__Problem requirements__. The answer must be every line of the records below that holds the word "case".

__Task inputs__.
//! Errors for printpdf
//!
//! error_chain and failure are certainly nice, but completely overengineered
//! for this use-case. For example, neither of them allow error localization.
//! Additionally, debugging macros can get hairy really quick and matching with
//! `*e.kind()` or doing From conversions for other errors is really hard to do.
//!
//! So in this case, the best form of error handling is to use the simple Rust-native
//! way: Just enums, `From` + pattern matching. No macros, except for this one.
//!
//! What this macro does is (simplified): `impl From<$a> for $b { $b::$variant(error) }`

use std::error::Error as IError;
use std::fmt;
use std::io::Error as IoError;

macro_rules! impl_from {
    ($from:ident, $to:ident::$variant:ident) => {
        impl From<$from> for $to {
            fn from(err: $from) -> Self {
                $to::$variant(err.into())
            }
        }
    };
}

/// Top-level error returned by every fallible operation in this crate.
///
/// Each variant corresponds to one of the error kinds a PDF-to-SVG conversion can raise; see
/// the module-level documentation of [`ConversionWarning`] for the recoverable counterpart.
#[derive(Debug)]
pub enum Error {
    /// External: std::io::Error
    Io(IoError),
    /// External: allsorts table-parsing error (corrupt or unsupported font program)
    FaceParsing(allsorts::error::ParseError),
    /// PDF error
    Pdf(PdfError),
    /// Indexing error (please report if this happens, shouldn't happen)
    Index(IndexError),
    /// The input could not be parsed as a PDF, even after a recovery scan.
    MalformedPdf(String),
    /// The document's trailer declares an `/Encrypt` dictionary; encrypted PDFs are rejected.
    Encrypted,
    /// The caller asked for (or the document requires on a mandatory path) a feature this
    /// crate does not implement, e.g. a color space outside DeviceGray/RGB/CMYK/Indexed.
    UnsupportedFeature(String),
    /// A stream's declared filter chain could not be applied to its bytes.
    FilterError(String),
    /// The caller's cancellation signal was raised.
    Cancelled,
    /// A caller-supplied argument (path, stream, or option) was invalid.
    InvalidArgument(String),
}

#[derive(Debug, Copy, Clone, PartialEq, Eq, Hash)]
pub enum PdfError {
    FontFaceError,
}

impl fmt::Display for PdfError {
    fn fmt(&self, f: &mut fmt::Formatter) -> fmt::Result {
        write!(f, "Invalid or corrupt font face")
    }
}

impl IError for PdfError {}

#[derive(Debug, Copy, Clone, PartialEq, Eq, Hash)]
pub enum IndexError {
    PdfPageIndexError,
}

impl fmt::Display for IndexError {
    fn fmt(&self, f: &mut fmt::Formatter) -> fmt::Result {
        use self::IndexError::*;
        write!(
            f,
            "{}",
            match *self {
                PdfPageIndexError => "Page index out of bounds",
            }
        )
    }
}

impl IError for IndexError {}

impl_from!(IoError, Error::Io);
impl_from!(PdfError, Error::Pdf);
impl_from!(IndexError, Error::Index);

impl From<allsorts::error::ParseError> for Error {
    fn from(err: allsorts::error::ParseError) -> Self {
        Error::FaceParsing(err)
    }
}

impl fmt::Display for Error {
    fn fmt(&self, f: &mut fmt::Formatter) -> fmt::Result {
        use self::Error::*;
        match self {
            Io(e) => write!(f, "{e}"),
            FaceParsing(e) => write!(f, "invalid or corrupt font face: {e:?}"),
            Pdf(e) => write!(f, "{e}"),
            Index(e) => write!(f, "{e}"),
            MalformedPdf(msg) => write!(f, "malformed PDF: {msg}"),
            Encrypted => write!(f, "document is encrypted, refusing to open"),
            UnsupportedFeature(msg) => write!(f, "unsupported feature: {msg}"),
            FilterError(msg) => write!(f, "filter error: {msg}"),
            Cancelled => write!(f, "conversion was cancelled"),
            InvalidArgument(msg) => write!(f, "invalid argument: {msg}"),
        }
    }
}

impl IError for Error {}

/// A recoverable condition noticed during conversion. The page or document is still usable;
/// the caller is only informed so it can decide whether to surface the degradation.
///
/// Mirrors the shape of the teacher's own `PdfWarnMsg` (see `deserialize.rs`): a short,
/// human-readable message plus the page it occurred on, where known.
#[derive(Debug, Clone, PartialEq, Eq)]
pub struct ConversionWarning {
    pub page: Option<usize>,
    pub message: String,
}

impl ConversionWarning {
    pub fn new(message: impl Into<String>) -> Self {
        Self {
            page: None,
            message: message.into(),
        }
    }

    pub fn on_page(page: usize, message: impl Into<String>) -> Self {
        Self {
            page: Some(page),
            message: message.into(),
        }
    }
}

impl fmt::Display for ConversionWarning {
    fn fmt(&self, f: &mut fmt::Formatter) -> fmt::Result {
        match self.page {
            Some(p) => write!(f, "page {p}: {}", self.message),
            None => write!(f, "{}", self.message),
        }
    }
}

* * *

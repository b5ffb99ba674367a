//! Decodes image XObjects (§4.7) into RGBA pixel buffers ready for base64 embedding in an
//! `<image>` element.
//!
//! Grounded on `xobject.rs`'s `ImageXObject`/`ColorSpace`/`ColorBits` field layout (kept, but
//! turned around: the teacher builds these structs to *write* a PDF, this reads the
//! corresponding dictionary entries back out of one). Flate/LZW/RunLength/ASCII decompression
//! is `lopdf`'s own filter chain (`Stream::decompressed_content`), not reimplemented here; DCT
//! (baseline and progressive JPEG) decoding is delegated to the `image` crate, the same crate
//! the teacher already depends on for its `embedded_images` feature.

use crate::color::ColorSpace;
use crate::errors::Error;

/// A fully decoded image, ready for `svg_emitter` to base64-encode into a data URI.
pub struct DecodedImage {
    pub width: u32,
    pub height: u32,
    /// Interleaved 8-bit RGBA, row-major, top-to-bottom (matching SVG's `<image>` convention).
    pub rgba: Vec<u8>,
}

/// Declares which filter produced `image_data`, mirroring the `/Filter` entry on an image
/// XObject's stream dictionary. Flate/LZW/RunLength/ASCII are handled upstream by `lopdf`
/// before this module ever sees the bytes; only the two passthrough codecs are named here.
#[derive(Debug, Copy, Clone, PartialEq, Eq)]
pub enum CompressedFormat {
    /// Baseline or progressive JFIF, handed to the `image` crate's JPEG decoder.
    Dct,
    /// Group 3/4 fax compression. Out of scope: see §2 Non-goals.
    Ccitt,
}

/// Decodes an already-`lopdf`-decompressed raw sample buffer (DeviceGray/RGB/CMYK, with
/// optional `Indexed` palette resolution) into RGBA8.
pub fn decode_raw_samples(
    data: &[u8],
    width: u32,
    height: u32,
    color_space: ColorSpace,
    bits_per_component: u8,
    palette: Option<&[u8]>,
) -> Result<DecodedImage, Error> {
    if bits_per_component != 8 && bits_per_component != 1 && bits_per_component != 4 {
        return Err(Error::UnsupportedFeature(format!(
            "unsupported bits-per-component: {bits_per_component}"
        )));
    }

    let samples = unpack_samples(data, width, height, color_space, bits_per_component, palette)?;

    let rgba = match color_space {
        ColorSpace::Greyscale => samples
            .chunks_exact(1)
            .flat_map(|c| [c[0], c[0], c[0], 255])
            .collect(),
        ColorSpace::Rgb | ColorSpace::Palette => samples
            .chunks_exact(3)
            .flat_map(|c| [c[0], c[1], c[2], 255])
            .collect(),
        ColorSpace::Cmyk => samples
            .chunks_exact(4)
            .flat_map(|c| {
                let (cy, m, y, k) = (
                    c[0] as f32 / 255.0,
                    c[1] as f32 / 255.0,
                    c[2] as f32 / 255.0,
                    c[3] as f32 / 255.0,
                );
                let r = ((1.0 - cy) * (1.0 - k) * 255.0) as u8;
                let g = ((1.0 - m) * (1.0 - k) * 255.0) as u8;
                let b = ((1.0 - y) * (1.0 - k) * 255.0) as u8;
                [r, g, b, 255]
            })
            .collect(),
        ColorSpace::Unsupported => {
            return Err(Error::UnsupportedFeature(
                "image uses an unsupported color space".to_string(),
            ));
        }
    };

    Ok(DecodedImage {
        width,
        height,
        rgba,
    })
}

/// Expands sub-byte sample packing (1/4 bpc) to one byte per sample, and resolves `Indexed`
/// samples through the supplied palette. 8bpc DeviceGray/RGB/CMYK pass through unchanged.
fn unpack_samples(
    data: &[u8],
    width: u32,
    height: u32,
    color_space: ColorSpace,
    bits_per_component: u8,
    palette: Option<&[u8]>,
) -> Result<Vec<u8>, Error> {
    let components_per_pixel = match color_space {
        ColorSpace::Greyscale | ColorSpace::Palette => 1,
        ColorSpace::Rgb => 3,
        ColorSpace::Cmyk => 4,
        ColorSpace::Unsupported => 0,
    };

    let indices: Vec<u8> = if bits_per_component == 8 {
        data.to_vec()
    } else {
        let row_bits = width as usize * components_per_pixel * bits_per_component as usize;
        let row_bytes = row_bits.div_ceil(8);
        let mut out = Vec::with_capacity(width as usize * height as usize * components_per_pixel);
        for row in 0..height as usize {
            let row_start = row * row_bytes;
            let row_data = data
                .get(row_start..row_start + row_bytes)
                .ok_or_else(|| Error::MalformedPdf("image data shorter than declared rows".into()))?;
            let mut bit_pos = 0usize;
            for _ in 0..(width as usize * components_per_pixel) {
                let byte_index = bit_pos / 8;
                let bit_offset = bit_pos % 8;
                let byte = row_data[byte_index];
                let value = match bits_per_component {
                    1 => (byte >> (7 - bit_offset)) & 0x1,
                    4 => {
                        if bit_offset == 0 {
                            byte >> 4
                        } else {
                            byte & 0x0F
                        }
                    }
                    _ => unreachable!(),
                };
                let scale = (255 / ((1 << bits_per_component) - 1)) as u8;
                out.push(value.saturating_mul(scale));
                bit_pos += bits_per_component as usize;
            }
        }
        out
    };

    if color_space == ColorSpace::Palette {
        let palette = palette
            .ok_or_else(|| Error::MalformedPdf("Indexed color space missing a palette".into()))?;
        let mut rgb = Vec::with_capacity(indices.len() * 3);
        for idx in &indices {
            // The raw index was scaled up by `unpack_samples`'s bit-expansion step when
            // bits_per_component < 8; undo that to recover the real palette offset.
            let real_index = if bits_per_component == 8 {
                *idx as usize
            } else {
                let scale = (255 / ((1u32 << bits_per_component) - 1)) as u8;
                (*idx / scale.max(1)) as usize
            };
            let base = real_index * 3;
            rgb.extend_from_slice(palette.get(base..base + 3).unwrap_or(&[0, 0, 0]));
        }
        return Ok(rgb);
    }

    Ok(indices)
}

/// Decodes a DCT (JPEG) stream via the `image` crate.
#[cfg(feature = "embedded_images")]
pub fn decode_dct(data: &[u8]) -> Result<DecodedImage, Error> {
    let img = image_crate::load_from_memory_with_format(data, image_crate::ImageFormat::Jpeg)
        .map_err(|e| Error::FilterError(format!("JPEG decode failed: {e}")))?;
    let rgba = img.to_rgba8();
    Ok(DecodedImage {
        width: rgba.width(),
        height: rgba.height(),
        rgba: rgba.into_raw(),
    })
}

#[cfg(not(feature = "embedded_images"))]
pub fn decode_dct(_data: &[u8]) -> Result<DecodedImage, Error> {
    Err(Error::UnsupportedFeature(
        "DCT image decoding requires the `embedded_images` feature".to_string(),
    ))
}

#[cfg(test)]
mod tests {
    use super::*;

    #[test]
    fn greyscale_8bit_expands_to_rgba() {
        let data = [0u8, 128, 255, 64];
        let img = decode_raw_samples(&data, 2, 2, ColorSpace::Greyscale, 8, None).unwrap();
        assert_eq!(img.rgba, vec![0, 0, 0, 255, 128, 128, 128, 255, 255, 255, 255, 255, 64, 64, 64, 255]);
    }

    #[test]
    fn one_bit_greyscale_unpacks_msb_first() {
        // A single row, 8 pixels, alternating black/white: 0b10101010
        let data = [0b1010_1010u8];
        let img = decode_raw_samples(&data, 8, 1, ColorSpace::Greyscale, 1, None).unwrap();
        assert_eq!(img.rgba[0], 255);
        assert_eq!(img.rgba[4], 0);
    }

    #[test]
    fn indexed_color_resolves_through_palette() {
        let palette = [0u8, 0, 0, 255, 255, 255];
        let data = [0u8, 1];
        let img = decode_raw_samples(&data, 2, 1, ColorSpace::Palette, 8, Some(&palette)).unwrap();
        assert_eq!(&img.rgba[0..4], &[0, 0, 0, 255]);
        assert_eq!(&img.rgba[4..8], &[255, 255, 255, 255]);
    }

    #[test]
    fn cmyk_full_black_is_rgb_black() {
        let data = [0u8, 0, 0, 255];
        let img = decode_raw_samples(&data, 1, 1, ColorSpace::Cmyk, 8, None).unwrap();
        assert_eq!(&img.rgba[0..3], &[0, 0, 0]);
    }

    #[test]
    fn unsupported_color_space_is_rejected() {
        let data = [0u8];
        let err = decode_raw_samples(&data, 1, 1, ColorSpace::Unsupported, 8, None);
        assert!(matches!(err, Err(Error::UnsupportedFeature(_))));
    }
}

--

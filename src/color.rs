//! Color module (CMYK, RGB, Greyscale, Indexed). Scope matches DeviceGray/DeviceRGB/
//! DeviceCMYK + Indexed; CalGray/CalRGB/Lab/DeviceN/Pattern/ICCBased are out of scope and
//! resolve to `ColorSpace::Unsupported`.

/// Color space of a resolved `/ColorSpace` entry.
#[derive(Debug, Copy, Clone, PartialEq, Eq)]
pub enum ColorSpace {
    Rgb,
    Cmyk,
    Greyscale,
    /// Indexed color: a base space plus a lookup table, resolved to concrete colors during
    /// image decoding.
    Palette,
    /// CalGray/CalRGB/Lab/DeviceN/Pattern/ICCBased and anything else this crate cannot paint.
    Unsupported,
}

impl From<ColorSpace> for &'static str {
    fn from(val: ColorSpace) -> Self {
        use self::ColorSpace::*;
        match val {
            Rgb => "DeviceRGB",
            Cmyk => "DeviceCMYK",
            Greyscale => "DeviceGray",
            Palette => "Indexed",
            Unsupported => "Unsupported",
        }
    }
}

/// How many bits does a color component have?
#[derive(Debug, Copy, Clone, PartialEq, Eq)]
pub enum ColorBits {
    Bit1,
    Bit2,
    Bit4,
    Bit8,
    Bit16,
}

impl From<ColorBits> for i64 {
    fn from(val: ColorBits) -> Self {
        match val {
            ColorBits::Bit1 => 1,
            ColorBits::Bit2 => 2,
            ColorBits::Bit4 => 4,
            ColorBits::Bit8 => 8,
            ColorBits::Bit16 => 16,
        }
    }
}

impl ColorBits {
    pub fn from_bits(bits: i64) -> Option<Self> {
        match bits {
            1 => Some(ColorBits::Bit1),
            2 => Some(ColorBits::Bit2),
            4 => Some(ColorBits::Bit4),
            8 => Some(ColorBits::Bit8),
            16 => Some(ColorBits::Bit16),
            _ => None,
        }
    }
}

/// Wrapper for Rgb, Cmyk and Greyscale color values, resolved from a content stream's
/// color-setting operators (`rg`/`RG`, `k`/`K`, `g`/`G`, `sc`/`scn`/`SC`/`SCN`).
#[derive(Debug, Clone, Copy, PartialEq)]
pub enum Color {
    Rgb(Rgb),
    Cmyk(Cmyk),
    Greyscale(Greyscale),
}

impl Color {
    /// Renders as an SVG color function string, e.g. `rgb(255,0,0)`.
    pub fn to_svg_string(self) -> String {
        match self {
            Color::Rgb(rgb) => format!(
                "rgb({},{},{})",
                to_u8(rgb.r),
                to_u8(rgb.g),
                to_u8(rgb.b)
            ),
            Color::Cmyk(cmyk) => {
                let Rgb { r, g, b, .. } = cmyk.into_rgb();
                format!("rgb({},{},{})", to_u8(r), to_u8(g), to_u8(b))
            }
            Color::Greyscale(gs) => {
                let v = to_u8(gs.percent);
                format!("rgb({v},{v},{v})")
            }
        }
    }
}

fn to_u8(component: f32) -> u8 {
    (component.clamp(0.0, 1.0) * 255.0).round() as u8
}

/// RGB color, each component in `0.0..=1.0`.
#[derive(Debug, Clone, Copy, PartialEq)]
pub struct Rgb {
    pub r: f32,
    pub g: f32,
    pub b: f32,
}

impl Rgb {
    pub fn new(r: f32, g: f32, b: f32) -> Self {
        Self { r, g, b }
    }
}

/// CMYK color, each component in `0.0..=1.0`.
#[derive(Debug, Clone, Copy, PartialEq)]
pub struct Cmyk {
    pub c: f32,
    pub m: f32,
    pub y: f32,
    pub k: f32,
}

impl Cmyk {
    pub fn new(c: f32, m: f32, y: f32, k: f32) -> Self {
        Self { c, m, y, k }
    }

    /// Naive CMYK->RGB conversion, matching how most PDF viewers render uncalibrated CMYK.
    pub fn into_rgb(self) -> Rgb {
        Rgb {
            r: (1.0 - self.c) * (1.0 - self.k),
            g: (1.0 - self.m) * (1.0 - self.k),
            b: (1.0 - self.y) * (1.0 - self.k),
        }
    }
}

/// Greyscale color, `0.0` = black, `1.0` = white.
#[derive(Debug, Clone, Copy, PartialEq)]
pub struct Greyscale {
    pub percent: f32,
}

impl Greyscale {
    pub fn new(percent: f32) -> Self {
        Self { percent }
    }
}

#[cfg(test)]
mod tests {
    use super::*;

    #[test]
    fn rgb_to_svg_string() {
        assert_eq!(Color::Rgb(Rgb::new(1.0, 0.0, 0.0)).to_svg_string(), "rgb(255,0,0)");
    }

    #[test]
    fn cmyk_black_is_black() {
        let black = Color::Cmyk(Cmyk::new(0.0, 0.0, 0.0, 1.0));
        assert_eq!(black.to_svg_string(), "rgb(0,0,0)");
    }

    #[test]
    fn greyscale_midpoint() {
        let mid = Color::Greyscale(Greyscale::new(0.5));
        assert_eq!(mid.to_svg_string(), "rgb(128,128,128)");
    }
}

__Task answer__.
//! for this use-case. For example, neither of them allow error localization.
//! So in this case, the best form of error handling is to use the simple Rust-native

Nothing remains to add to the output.